Atiku, in particular, had said any further extension would destroy the purpose and objective of the policy.
In fact, two governors of the PDP have applied to be joined as respondents in the suit filed by some APC governors against the federal government and the CBN before the Supreme Court challenging the policy.
Now that it’s biting hard, everyone is feeling the pinch.
Atiku recently backtracked and called on the CBN to allow commercial banks accept deposits of the old naira notes and urgently release the new notes to ease the suffering of masses in getting access to their “legitimately earned money.”
“The CBN currency policy is hurting ordinary citizens and those who legitimately earned their money. The apex bank should, as a matter of urgency, allow commercial banks to join the CBN in the collection of the deposits of old N500 and N1000 notes.
“The new currency should be immediately made available in sufficient quantities to alleviate the suffering of the masses. I assure you that when we come to power by the mandate of your votes, the PDP administration will not allow any Nigerian who legitimately earned their money to lose a single kobo of it.
“You can take that promise to the bank because our aim is to create prosperity and not to impoverish our people,” Atiku said.
This is the same thing the APC governors have been shouting themselves hoarse over.
People are suffering and dying as a result of the harsh effects of this policy.
What then is the gain?
Even the billions of the new notes the CBN claims to have irculated is neither on the streets nor in the markets.

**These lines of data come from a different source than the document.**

#[cfg(test)]
mod tests {
    use super::*;
    use chrono::Duration as ChronoDuration;
    use devlab_runtime::{InMemoryRuntime, ProvisionRequest, RuntimeOp};
    use devlab_store::MemoryScenarioStore;
    use devlab_types::ScenarioId;
    use pretty_assertions::assert_eq;
    use std::time::Duration;

    struct Fixture {
        runtime: Arc<InMemoryRuntime>,
        store: Arc<MemoryScenarioStore>,
        worker: CleanupWorker<InMemoryRuntime, MemoryScenarioStore>,
    }

    fn fixture(config: WorkerConfig) -> Fixture {
        let runtime = Arc::new(InMemoryRuntime::new());
        let store = Arc::new(MemoryScenarioStore::new());
        let worker = CleanupWorker::new(runtime.clone(), store.clone(), config);
        Fixture {
            runtime,
            store,
            worker,
        }
    }

    async fn seed(fx: &Fixture, id: &str, status: ScenarioStatus, age_hours: i64) -> Scenario {
        let provisioned = fx
            .runtime
            .create_and_start(&ProvisionRequest::new("go"))
            .await
            .unwrap();
        let mut scenario = Scenario::new(
            ScenarioId::new(id),
            "alice",
            "go",
            provisioned.container_id,
            provisioned.host_port,
        )
        .created_at(Utc::now() - ChronoDuration::hours(age_hours));
        scenario.status = status;
        fx.store.insert(&scenario).await.unwrap();
        scenario
    }

    #[tokio::test]
    async fn expired_running_scenario_is_cleaned_up() {
        let fx = fixture(WorkerConfig::default());
        let old = seed(&fx, "scn-old", ScenarioStatus::Running, 25).await;

        let report = fx.worker.run_once().await;
        assert_eq!(
            report.expired,
            SweepReport {
                examined: 1,
                cleaned: 1,
                failed: 0
            }
        );
        assert_eq!(fx.store.get("scn-old").unwrap().status, ScenarioStatus::CleanedUp);
        assert!(!fx.runtime.contains(&old.container_id));
    }

    #[tokio::test]
    async fn fresh_and_stopped_scenarios_are_left_alone() {
        let fx = fixture(WorkerConfig::default());
        let fresh = seed(&fx, "scn-fresh", ScenarioStatus::Running, 1).await;
        let stopped = seed(&fx, "scn-stopped", ScenarioStatus::Stopped, 48).await;

        let report = fx.worker.run_once().await;
        assert_eq!(report.expired.examined, 0);
        assert_eq!(report.orphans.cleaned, 0);
        assert_eq!(fx.store.get("scn-fresh").unwrap().status, ScenarioStatus::Running);
        assert_eq!(fx.store.get("scn-stopped").unwrap().status, ScenarioStatus::Stopped);
        assert!(fx.runtime.contains(&fresh.container_id));
        assert!(fx.runtime.contains(&stopped.container_id));
    }

    #[tokio::test]
    async fn vanished_container_still_marks_cleaned_up() {
        let fx = fixture(WorkerConfig::default());
        let old = seed(&fx, "scn-old", ScenarioStatus::Provisioning, 30).await;
        fx.runtime.vanish(&old.container_id);

        let report = fx.worker.run_once().await;
        assert_eq!(report.expired.cleaned, 1);
        assert_eq!(fx.store.get("scn-old").unwrap().status, ScenarioStatus::CleanedUp);
    }

    #[tokio::test]
    async fn one_failure_does_not_stop_the_sweep() {
        let fx = fixture(WorkerConfig::default());
        seed(&fx, "scn-a", ScenarioStatus::Running, 30).await;
        let b = seed(&fx, "scn-b", ScenarioStatus::Running, 26).await;
        fx.runtime
            .fail_next(RuntimeOp::Remove, RuntimeError::engine("remove", "device busy"));

        let report = fx.worker.run_once().await;
        assert_eq!(report.expired.examined, 2);
        assert_eq!(report.expired.failed, 1);
        assert_eq!(report.expired.cleaned, 1);
        assert_eq!(fx.store.get("scn-a").unwrap().status, ScenarioStatus::CleanedUp);
        assert_eq!(fx.store.get("scn-b").unwrap().status, ScenarioStatus::CleanedUp);
        assert!(!fx.runtime.contains(&b.container_id));
    }

    #[tokio::test]
    async fn orphans_are_removed_and_referenced_kept() {
        let fx = fixture(WorkerConfig::default());
        let kept = seed(&fx, "scn-kept", ScenarioStatus::Running, 1).await;
        let orphan = fx.runtime.inject_orphan("stray");
        let foreign = fx.runtime.inject_foreign("postgres");

        let report = fx.worker.run_once().await;
        assert_eq!(
            report.orphans,
            SweepReport {
                examined: 2,
                cleaned: 1,
                failed: 0
            }
        );
        assert!(fx.runtime.contains(&kept.container_id));
        assert!(!fx.runtime.contains(&orphan));
        assert!(fx.runtime.contains(&foreign));
    }

    #[tokio::test]
    async fn cleaned_up_records_still_protect_their_container() {
        let fx = fixture(WorkerConfig::default());
        let done = seed(&fx, "scn-done", ScenarioStatus::CleanedUp, 1).await;

        fx.worker.run_once().await;
        assert!(fx.runtime.contains(&done.container_id));
    }

    #[tokio::test]
    async fn unreachable_runtime_is_reported_not_fatal() {
        let fx = fixture(WorkerConfig::default());
        seed(&fx, "scn-old", ScenarioStatus::Running, 30).await;
        fx.runtime.set_unavailable(true);

        let report = fx.worker.run_once().await;
        assert_eq!(report.expired.failed, 1);
        assert_eq!(report.orphans.failed, 1);
        assert_eq!(fx.store.get("scn-old").unwrap().status, ScenarioStatus::CleanedUp);
    }

    #[tokio::test]
    async fn cancelled_token_skips_remaining_items() {
        let fx = fixture(WorkerConfig::default());
        seed(&fx, "scn-a", ScenarioStatus::Running, 30).await;
        let token = CancellationToken::new();
        token.cancel();

        let report = fx.worker.sweep_expired(&token).await;
        assert_eq!(report.examined, 0);
        assert_eq!(fx.store.get("scn-a").unwrap().status, ScenarioStatus::Running);
    }

    #[tokio::test(start_paused = true)]
    async fn run_cycles_on_interval() {
        let fx = fixture(WorkerConfig::default().with_interval(Duration::from_secs(60)));
        let old = seed(&fx, "scn-old", ScenarioStatus::Running, 30).await;
        let worker = Arc::new(fx.worker);
        let token = CancellationToken::new();

        let handle = tokio::spawn({
            let worker = worker.clone();
            let token = token.clone();
            async move { worker.run(token).await }
        });

        tokio::time::sleep(Duration::from_secs(30)).await;
        assert!(fx.runtime.contains(&old.container_id));

        tokio::time::sleep(Duration::from_secs(31)).await;
        assert!(!fx.runtime.contains(&old.container_id));

        token.cancel();
        tokio::time::timeout(Duration::from_secs(1), handle)
            .await
            .expect("worker did not stop")
            .unwrap();
    }

    #[tokio::test]
    async fn disabled_worker_returns_immediately() {
        let fx = fixture(WorkerConfig::default().with_enabled(false));
        tokio::time::timeout(Duration::from_secs(1), fx.worker.run(CancellationToken::new()))
            .await
            .expect("disabled worker kept running");
    }

    #[tokio::test(start_paused = true)]
    async fn hung_runtime_does_not_block_shutdown() {
        let fx = fixture(WorkerConfig::default().with_interval(Duration::from_secs(60)));
        seed(&fx, "scn-old", ScenarioStatus::Running, 30).await;
        fx.runtime.set_latency(Some(Duration::from_secs(3600)));
        let worker = Arc::new(fx.worker);
        let token = CancellationToken::new();

        let handle = tokio::spawn({
            let worker = worker.clone();
            let token = token.clone();
            async move { worker.run(token).await }
        });

        // first cycle is now stuck inside a runtime call
        tokio::time::sleep(Duration::from_secs(61)).await;
        token.cancel();
        tokio::time::timeout(Duration::from_secs(5), handle)
            .await
            .expect("worker did not stop while a runtime call hung")
            .unwrap();
        assert_eq!(fx.store.get("scn-old").unwrap().status, ScenarioStatus::Running);
    }

    #[tokio::test(start_paused = true)]
    async fn slow_runtime_calls_count_as_failures() {
        let fx = fixture(
            WorkerConfig::default().with_runtime_timeout(Duration::from_secs(5)),
        );
        let old = seed(&fx, "scn-old", ScenarioStatus::Running, 30).await;
        fx.runtime.set_latency(Some(Duration::from_secs(600)));

        let report = fx.worker.run_once().await;
        assert_eq!(report.expired.failed, 1);
        assert_eq!(report.orphans.failed, 1);
        assert!(!report.interrupted);
        assert_eq!(fx.store.get("scn-old").unwrap().status, ScenarioStatus::CleanedUp);
        assert!(fx.runtime.contains(&old.container_id));
    }

    #[tokio::test]
    async fn zero_interval_does_not_start() {
        let fx = fixture(WorkerConfig::default().with_interval(Duration::ZERO));
        tokio::time::timeout(Duration::from_secs(1), fx.worker.run(CancellationToken::new()))
            .await
            .expect("worker with zero interval kept running");
    }
}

So where is the money?
Has it found its way back to those against whom the policy was purportedly made?
Indeed, Emefiele himself while addressing the diplomatic community recently, said the apex bank had noticed that some politicians were buying the new N200, N500 and N1, 000 for political purposes.
With unprecedented scarcity of cash and citizens in direct straits, will votes not be sold cheaper this time, as people just need cash to be able to exchange for food?
There have been reports of people who died in hospitals because they didn’t have cash and hospitals could not commence treatment because they didn’t get proof of payment by electronic transfer as a result of the pressure on banks’ infrastructure which has exposed it as very weak and inadequate to cater to the needs of the cashless policy being foisted on the country.
The masses and people in the middle class who had in the early days, said only politicians who had stashed money away for election (read vote buying) were complaining about the policy, have backtracked since they started experiencing difficulty accessing their money.
Imagine spending hours at the bank or ATM and all you’re able to get is a meagre N2000, the kind of money that leaves you confused about what to buy and not buy.
The opposition that thought it’ll benefit from the policy and went all out in support of it has also been hard hit and crying wolf.
The opposition parties had canvassed for the closure of higher institutions, saying schools were closed due to ASUU strike during the continuous voter registration exercise and so they’d need to go back home to vote. They’d argued that not closing the schools would amount to disenfranchisement of those students.
Now that universities and polytechnics have been closed, students cannot travel to vote as a result of the scarcity of cash.
People have lost their lives, bank property have been destroyed across the country by angry Nigerians who simply want access to their money, bank workers now sneak to work and cannot wear any branded apparels for fear of attacks, traders are unable to sell and are daily throwing away perishable foods and commuters are stranded on the streets as transporters insist on cash payment.
To those who are behind this policy, it does not matter if the whole house is burnt in the pursuit of a rat and it’s such a shame.